» **ABOUT THIS TASK**
Here are some records; copy every line that holds the word "weak".

**** DATA PROVIDED

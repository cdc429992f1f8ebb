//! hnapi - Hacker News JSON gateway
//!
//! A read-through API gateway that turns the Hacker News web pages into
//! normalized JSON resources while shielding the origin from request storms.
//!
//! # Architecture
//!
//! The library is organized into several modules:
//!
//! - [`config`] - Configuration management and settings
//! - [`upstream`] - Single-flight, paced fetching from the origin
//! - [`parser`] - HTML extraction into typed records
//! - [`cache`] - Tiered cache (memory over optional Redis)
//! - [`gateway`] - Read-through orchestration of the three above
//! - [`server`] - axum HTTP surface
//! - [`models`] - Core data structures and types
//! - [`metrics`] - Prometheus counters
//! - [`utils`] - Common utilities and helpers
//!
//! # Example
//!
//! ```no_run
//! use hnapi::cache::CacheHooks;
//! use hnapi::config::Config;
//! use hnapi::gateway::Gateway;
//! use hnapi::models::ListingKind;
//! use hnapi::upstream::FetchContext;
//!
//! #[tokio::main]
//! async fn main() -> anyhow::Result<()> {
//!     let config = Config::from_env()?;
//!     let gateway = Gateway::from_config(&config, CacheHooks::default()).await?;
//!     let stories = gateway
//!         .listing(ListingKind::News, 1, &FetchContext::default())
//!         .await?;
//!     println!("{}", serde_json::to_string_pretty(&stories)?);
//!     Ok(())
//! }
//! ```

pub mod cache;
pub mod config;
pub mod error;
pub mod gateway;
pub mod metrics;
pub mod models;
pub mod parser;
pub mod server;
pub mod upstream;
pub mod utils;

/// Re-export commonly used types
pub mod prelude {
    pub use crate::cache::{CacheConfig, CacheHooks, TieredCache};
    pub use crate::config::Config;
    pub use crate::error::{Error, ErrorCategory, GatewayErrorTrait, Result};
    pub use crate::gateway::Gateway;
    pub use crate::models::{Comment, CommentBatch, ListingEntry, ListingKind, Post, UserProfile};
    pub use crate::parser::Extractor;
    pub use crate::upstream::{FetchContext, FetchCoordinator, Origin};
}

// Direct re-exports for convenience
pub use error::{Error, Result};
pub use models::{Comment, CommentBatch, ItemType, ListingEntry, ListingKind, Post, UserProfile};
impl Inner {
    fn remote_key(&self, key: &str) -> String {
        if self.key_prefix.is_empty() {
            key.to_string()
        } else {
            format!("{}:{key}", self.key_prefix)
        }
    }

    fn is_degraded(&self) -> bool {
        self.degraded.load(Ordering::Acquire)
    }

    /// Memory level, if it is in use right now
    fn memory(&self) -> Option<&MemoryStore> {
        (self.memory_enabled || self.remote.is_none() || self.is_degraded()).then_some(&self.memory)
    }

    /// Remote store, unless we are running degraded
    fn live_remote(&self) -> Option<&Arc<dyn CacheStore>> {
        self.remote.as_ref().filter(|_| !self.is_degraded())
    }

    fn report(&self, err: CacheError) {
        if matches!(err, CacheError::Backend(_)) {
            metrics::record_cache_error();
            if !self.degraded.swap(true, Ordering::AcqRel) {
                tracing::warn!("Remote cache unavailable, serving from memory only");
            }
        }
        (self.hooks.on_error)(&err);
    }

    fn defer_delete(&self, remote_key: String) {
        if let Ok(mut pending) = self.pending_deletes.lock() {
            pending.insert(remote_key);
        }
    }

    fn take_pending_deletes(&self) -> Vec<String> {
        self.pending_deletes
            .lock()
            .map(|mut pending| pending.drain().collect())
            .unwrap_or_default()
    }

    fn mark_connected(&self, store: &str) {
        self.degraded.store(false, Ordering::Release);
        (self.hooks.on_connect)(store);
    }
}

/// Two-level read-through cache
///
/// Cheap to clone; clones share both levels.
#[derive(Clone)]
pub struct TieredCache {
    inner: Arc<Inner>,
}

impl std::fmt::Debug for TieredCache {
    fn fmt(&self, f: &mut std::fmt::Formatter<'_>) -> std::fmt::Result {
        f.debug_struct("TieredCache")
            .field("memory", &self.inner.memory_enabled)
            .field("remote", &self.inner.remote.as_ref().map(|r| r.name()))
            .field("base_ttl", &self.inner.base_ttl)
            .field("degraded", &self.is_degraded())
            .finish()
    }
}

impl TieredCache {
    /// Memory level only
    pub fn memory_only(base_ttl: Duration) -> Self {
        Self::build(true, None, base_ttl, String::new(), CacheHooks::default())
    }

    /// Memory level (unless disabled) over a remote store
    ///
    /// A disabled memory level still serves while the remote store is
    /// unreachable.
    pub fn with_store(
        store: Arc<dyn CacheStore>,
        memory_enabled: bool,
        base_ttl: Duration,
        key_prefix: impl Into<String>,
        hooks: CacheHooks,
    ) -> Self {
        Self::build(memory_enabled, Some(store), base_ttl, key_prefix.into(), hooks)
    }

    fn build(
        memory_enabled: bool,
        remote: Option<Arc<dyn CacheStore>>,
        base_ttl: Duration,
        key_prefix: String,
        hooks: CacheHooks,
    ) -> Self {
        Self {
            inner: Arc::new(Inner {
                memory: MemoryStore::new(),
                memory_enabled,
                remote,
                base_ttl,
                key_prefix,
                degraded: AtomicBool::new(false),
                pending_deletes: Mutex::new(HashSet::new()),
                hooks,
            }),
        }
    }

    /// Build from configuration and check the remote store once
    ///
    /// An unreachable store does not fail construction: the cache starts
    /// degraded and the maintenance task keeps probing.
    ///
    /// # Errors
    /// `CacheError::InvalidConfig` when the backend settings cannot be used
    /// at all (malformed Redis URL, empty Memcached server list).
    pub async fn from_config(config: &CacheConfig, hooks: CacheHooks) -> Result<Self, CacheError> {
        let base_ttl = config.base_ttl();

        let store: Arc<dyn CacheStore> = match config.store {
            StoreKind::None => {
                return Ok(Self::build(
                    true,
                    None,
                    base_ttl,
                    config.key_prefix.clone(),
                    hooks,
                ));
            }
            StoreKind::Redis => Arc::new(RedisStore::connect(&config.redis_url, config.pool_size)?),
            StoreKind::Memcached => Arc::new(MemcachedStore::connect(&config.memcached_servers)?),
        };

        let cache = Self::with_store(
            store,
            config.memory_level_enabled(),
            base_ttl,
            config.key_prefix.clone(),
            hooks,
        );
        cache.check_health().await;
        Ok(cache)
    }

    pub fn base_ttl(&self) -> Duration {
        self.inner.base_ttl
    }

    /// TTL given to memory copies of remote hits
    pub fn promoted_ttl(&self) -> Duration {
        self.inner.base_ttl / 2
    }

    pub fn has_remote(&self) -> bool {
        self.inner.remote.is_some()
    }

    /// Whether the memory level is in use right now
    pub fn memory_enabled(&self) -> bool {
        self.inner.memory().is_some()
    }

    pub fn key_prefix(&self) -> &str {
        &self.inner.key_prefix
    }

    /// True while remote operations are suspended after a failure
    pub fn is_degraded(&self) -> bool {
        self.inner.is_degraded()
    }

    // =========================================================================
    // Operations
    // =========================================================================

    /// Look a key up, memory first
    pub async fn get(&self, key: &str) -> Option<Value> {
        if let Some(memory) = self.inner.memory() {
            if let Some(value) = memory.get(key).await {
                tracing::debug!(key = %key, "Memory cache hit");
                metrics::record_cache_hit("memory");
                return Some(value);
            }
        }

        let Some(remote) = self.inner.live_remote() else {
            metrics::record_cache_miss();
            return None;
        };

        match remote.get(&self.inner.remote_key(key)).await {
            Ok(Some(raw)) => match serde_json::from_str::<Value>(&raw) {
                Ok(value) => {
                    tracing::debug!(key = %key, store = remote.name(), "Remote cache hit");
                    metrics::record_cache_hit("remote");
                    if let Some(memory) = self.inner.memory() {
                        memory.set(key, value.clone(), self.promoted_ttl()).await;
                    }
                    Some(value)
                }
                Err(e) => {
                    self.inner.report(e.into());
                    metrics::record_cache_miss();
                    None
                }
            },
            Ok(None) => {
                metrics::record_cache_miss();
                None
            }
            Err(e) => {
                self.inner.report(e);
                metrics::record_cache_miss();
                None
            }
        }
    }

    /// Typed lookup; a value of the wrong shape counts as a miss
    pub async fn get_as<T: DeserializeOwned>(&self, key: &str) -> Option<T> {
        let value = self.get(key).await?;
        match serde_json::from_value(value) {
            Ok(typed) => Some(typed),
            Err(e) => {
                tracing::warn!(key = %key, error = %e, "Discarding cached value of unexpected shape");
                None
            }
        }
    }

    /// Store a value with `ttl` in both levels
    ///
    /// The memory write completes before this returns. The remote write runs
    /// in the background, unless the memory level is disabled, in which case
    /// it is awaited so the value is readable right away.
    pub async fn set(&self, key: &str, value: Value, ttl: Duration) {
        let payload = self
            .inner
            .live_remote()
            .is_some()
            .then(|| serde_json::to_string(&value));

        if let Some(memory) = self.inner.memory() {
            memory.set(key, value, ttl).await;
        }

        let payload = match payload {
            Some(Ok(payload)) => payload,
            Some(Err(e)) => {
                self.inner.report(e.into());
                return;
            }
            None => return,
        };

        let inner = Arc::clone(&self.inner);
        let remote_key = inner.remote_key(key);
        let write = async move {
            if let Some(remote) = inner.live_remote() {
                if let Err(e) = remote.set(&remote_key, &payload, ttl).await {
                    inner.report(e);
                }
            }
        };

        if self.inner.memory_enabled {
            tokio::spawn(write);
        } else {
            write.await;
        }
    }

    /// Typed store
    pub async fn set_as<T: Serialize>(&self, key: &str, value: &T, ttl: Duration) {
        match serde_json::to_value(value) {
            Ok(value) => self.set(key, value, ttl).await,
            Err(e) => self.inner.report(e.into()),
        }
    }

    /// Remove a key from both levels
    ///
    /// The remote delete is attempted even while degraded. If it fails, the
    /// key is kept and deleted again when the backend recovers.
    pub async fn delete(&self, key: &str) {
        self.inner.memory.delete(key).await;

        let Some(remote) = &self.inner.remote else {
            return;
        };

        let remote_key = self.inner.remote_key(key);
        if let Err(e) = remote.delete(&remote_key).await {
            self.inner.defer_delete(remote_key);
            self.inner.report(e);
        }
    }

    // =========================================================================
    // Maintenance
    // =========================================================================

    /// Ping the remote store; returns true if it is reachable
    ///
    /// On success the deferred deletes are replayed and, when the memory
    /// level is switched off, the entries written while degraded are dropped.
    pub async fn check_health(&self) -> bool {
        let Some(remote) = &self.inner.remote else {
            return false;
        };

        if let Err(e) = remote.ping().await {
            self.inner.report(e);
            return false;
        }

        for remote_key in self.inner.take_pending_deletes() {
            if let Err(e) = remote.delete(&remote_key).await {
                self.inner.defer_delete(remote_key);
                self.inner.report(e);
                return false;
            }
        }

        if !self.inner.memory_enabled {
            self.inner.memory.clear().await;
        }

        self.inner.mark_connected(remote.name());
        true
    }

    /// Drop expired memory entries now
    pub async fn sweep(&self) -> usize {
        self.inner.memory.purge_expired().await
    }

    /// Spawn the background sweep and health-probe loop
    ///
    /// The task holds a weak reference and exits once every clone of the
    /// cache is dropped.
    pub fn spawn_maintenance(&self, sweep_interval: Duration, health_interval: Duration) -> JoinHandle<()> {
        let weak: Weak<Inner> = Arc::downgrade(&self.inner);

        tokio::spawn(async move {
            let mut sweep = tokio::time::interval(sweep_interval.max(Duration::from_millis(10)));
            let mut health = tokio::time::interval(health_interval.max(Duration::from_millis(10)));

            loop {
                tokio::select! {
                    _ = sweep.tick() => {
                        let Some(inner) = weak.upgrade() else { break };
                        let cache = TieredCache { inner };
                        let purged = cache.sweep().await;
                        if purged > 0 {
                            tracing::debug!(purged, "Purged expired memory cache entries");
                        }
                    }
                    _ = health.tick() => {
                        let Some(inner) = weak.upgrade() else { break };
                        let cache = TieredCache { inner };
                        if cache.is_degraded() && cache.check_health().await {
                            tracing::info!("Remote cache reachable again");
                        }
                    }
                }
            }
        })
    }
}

********

» **EXERCISE OUTPUT**
    /// The task holds a weak reference and exits once every clone of the
        let weak: Weak<Inner> = Arc::downgrade(&self.inner);
                        let Some(inner) = weak.upgrade() else { break };
                        let Some(inner) = weak.upgrade() else { break };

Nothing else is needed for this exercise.